Try it: From the first line to the last, reproduce the records exactly.

[Dataset items]
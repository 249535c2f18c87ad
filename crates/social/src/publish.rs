use std::time::Duration;

use {
    chrono::Utc,
    rand::Rng,
    threadline_config::{PlatformConfig, PublishConfig},
    threadline_memory::{MemoryRecord, MemoryStore, create_if_absent},
    tracing::{debug, info, warn},
    uuid::Uuid,
};

use crate::{
    error::{Error, Result},
    media::fetch_media_data,
    platform::{PlatformClient, PostVariant},
    segment::{dedupe_leading_mentions, segment},
    types::{AgentProfile, Content, MediaAttachment, MediaData, PublishedPost},
};

// Handle-less permalink path the platform resolves for any account.
const ANONYMOUS_HANDLE: &str = "i";

/// Sleep for a uniformly random number of milliseconds in `[min_ms, max_ms]`.
pub async fn random_delay(min_ms: u64, max_ms: u64) {
    let (lo, hi) = if min_ms <= max_ms {
        (min_ms, max_ms)
    } else {
        (max_ms, min_ms)
    };
    let ms = rand::rng().random_range(lo..=hi);
    if ms > 0 {
        tokio::time::sleep(Duration::from_millis(ms)).await;
    }
}

/// Publishes chunk sequences as reply chains.
pub struct Publisher<'a> {
    platform: &'a dyn PlatformClient,
    store: &'a dyn MemoryStore,
    profile: &'a AgentProfile,
    http: reqwest::Client,
    post_limit: usize,
    delay_min_ms: u64,
    delay_max_ms: u64,
}

impl<'a> Publisher<'a> {
    pub fn new(
        platform: &'a dyn PlatformClient,
        store: &'a dyn MemoryStore,
        profile: &'a AgentProfile,
        platform_config: &PlatformConfig,
        publish_config: &PublishConfig,
    ) -> Self {
        Self {
            platform,
            store,
            profile,
            http: reqwest::Client::new(),
            post_limit: platform_config.post_limit,
            delay_min_ms: publish_config.delay_min_ms,
            delay_max_ms: publish_config.delay_max_ms,
        }
    }

    /// Use `client` for downloading remote media.
    #[must_use]
    pub fn with_http_client(mut self, client: reqwest::Client) -> Self {
        self.http = client;
        self
    }

    /// Submit `chunks` one after another, each replying to the previous
    /// chunk that was accepted (the first replies to `reply_to`).
    ///
    /// Media are resolved before anything is sent and ride on the first
    /// chunk. Chunks that are blank after trimming are not sent. A chunk the
    /// platform rejects is logged and skipped; the next chunk replies to the
    /// last accepted one instead.
    pub async fn publish(
        &self,
        chunks: &[String],
        attachments: &[MediaAttachment],
        reply_to: Option<&str>,
        variant: PostVariant,
    ) -> Result<Vec<PublishedPost>> {
        let media = if attachments.is_empty() {
            Vec::new()
        } else {
            fetch_media_data(&self.http, attachments).await?
        };

        info!(
            chunks = chunks.len(),
            media = media.len(),
            ?variant,
            reply_to,
            "publishing"
        );

        let mut parent = reply_to.map(str::to_string);
        let mut published = Vec::with_capacity(chunks.len());
        let mut submitted = 0_usize;

        for (chunk_index, chunk) in chunks.iter().enumerate() {
            let text = dedupe_leading_mentions(chunk.trim());
            if text.is_empty() {
                debug!(chunk_index, "skipping blank chunk");
                continue;
            }
            let chunk_media: &[MediaData] = if submitted == 0 {
                &media
            } else {
                &[]
            };
            submitted += 1;
            let reply_target = parent.as_deref();

            let outcome = self
                .platform
                .request_queue()
                .add(|| variant.submit(self.platform, &text, reply_target, chunk_media))
                .await;

            match self.accept(chunk_index, variant, outcome, reply_target) {
                Ok(post) => {
                    debug!(chunk_index, post_id = %post.id, "chunk published");
                    parent = Some(post.id.clone());
                    published.push(post);
                },
                Err(e) => {
                    warn!(error = %e, chunk = %text, "skipping chunk");
                },
            }

            random_delay(self.delay_min_ms, self.delay_max_ms).await;
        }

        Ok(published)
    }

    fn accept(
        &self,
        chunk_index: usize,
        variant: PostVariant,
        outcome: anyhow::Result<serde_json::Value>,
        reply_target: Option<&str>,
    ) -> Result<PublishedPost> {
        let body = outcome.map_err(|e| Error::publish(chunk_index, e.to_string()))?;
        let created = variant
            .parse_response(&body)
            .ok_or_else(|| Error::publish(chunk_index, format!("unexpected response: {body}")))?;
        Ok(PublishedPost {
            memory_id: self.profile.memory_id(&created.id),
            id: created.id,
            text: created.text,
            conversation_id: created.conversation_id,
            parent_id: reply_target.map(str::to_string),
            timestamp: created
                .timestamp
                .unwrap_or_else(|| Utc::now().timestamp()),
        })
    }

    /// Split `content` to the post limit, publish it, and record each
    /// accepted post as a memory authored by the agent in `room_id`.
    ///
    /// Permanent links use `author_name`, else the configured agent handle.
    /// Content longer than the post limit goes out as long-form posts.
    /// Persisting is idempotent and a failed write is only logged, so the
    /// returned records always match what the platform accepted.
    pub async fn publish_content(
        &self,
        content: &Content,
        room_id: Uuid,
        author_name: Option<&str>,
        reply_to: Option<&str>,
    ) -> Result<Vec<MemoryRecord>> {
        let author_name = author_name
            .or(self.profile.username.as_deref())
            .unwrap_or(ANONYMOUS_HANDLE);
        let variant = PostVariant::for_content(&content.text, self.post_limit);
        let chunks = segment(&content.text, self.post_limit);
        let posts = self
            .publish(&chunks, &content.attachments, reply_to, variant)
            .await?;

        let mut records = Vec::with_capacity(posts.len());
        for post in &posts {
            let record = self.profile.published_record(post, room_id, author_name);
            if let Err(e) = create_if_absent(self.store, record.clone()).await {
                warn!(memory_id = %record.id, error = %e, "failed to persist published post");
            }
            records.push(record);
        }

        info!(
            chunks = chunks.len(),
            published = records.len(),
            "publish finished"
        );
        Ok(records)
    }
}

#[allow(clippy::unwrap_used, clippy::expect_used)]
#[cfg(test)]
mod tests {
    use {super::*, tokio::time::Instant};

    #[tokio::test(start_paused = true)]
    async fn random_delay_stays_in_range() {
        for _ in 0..20 {
            let start = Instant::now();
            random_delay(1_000, 3_000).await;
            let elapsed = start.elapsed();
            assert!(elapsed >= Duration::from_millis(1_000), "{elapsed:?}");
            assert!(elapsed <= Duration::from_millis(3_010), "{elapsed:?}");
        }
    }

    #[tokio::test(start_paused = true)]
    async fn random_delay_accepts_swapped_and_zero_bounds() {
        let start = Instant::now();
        random_delay(0, 0).await;
        assert_eq!(start.elapsed(), Duration::ZERO);

        let start = Instant::now();
        random_delay(50, 10).await;
        let elapsed = start.elapsed();
        assert!(elapsed >= Duration::from_millis(10) && elapsed <= Duration::from_millis(60));
    }
}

Task result:
repository 249535c2f18c87ad
filename crates/social/src/publish.rs
use std::time::Duration;

use {
    chrono::Utc,
    rand::Rng,
    threadline_config::{PlatformConfig, PublishConfig},
    threadline_memory::{MemoryRecord, MemoryStore, create_if_absent},
    tracing::{debug, info, warn},
    uuid::Uuid,
};

use crate::{
    error::{Error, Result},
    media::fetch_media_data,
    platform::{PlatformClient, PostVariant},
    segment::{dedupe_leading_mentions, segment},
    types::{AgentProfile, Content, MediaAttachment, MediaData, PublishedPost},
};

// Handle-less permalink path the platform resolves for any account.
const ANONYMOUS_HANDLE: &str = "i";

/// Sleep for a uniformly random number of milliseconds in `[min_ms, max_ms]`.
pub async fn random_delay(min_ms: u64, max_ms: u64) {
    let (lo, hi) = if min_ms <= max_ms {
        (min_ms, max_ms)
    } else {
        (max_ms, min_ms)
    };
    let ms = rand::rng().random_range(lo..=hi);
    if ms > 0 {
        tokio::time::sleep(Duration::from_millis(ms)).await;
    }
}

/// Publishes chunk sequences as reply chains.
pub struct Publisher<'a> {
    platform: &'a dyn PlatformClient,
    store: &'a dyn MemoryStore,
    profile: &'a AgentProfile,
    http: reqwest::Client,
    post_limit: usize,
    delay_min_ms: u64,
    delay_max_ms: u64,
}

impl<'a> Publisher<'a> {
    pub fn new(
        platform: &'a dyn PlatformClient,
        store: &'a dyn MemoryStore,
        profile: &'a AgentProfile,
        platform_config: &PlatformConfig,
        publish_config: &PublishConfig,
    ) -> Self {
        Self {
            platform,
            store,
            profile,
            http: reqwest::Client::new(),
            post_limit: platform_config.post_limit,
            delay_min_ms: publish_config.delay_min_ms,
            delay_max_ms: publish_config.delay_max_ms,
        }
    }

    /// Use `client` for downloading remote media.
    #[must_use]
    pub fn with_http_client(mut self, client: reqwest::Client) -> Self {
        self.http = client;
        self
    }

    /// Submit `chunks` one after another, each replying to the previous
    /// chunk that was accepted (the first replies to `reply_to`).
    ///
    /// Media are resolved before anything is sent and ride on the first
    /// chunk. Chunks that are blank after trimming are not sent. A chunk the
    /// platform rejects is logged and skipped; the next chunk replies to the
    /// last accepted one instead.
    pub async fn publish(
        &self,
        chunks: &[String],
        attachments: &[MediaAttachment],
        reply_to: Option<&str>,
        variant: PostVariant,
    ) -> Result<Vec<PublishedPost>> {
        let media = if attachments.is_empty() {
            Vec::new()
        } else {
            fetch_media_data(&self.http, attachments).await?
        };

        info!(
            chunks = chunks.len(),
            media = media.len(),
            ?variant,
            reply_to,
            "publishing"
        );

        let mut parent = reply_to.map(str::to_string);
        let mut published = Vec::with_capacity(chunks.len());
        let mut submitted = 0_usize;

        for (chunk_index, chunk) in chunks.iter().enumerate() {
            let text = dedupe_leading_mentions(chunk.trim());
            if text.is_empty() {
                debug!(chunk_index, "skipping blank chunk");
                continue;
            }
            let chunk_media: &[MediaData] = if submitted == 0 {
                &media
            } else {
                &[]
            };
            submitted += 1;
            let reply_target = parent.as_deref();

            let outcome = self
                .platform
                .request_queue()
                .add(|| variant.submit(self.platform, &text, reply_target, chunk_media))
                .await;

            match self.accept(chunk_index, variant, outcome, reply_target) {
                Ok(post) => {
                    debug!(chunk_index, post_id = %post.id, "chunk published");
                    parent = Some(post.id.clone());
                    published.push(post);
                },
                Err(e) => {
                    warn!(error = %e, chunk = %text, "skipping chunk");
                },
            }

            random_delay(self.delay_min_ms, self.delay_max_ms).await;
        }

        Ok(published)
    }

    fn accept(
        &self,
        chunk_index: usize,
        variant: PostVariant,
        outcome: anyhow::Result<serde_json::Value>,
        reply_target: Option<&str>,
    ) -> Result<PublishedPost> {
        let body = outcome.map_err(|e| Error::publish(chunk_index, e.to_string()))?;
        let created = variant
            .parse_response(&body)
            .ok_or_else(|| Error::publish(chunk_index, format!("unexpected response: {body}")))?;
        Ok(PublishedPost {
            memory_id: self.profile.memory_id(&created.id),
            id: created.id,
            text: created.text,
            conversation_id: created.conversation_id,
            parent_id: reply_target.map(str::to_string),
            timestamp: created
                .timestamp
                .unwrap_or_else(|| Utc::now().timestamp()),
        })
    }

    /// Split `content` to the post limit, publish it, and record each
    /// accepted post as a memory authored by the agent in `room_id`.
    ///
    /// Permanent links use `author_name`, else the configured agent handle.
    /// Content longer than the post limit goes out as long-form posts.
    /// Persisting is idempotent and a failed write is only logged, so the
    /// returned records always match what the platform accepted.
    pub async fn publish_content(
        &self,
        content: &Content,
        room_id: Uuid,
        author_name: Option<&str>,
        reply_to: Option<&str>,
    ) -> Result<Vec<MemoryRecord>> {
        let author_name = author_name
            .or(self.profile.username.as_deref())
            .unwrap_or(ANONYMOUS_HANDLE);
        let variant = PostVariant::for_content(&content.text, self.post_limit);
        let chunks = segment(&content.text, self.post_limit);
        let posts = self
            .publish(&chunks, &content.attachments, reply_to, variant)
            .await?;

        let mut records = Vec::with_capacity(posts.len());
        for post in &posts {
            let record = self.profile.published_record(post, room_id, author_name);
            if let Err(e) = create_if_absent(self.store, record.clone()).await {
                warn!(memory_id = %record.id, error = %e, "failed to persist published post");
            }
            records.push(record);
        }

        info!(
            chunks = chunks.len(),
            published = records.len(),
            "publish finished"
        );
        Ok(records)
    }
}

#[allow(clippy::unwrap_used, clippy::expect_used)]
#[cfg(test)]
mod tests {
    use {super::*, tokio::time::Instant};

    #[tokio::test(start_paused = true)]
    async fn random_delay_stays_in_range() {
        for _ in 0..20 {
            let start = Instant::now();
            random_delay(1_000, 3_000).await;
            let elapsed = start.elapsed();
            assert!(elapsed >= Duration::from_millis(1_000), "{elapsed:?}");
            assert!(elapsed <= Duration::from_millis(3_010), "{elapsed:?}");
        }
    }

    #[tokio::test(start_paused = true)]
    async fn random_delay_accepts_swapped_and_zero_bounds() {
        let start = Instant::now();
        random_delay(0, 0).await;
        assert_eq!(start.elapsed(), Duration::ZERO);

        let start = Instant::now();
        random_delay(50, 10).await;
        let elapsed = start.elapsed();
        assert!(elapsed >= Duration::from_millis(10) && elapsed <= Duration::from_millis(60));
    }
}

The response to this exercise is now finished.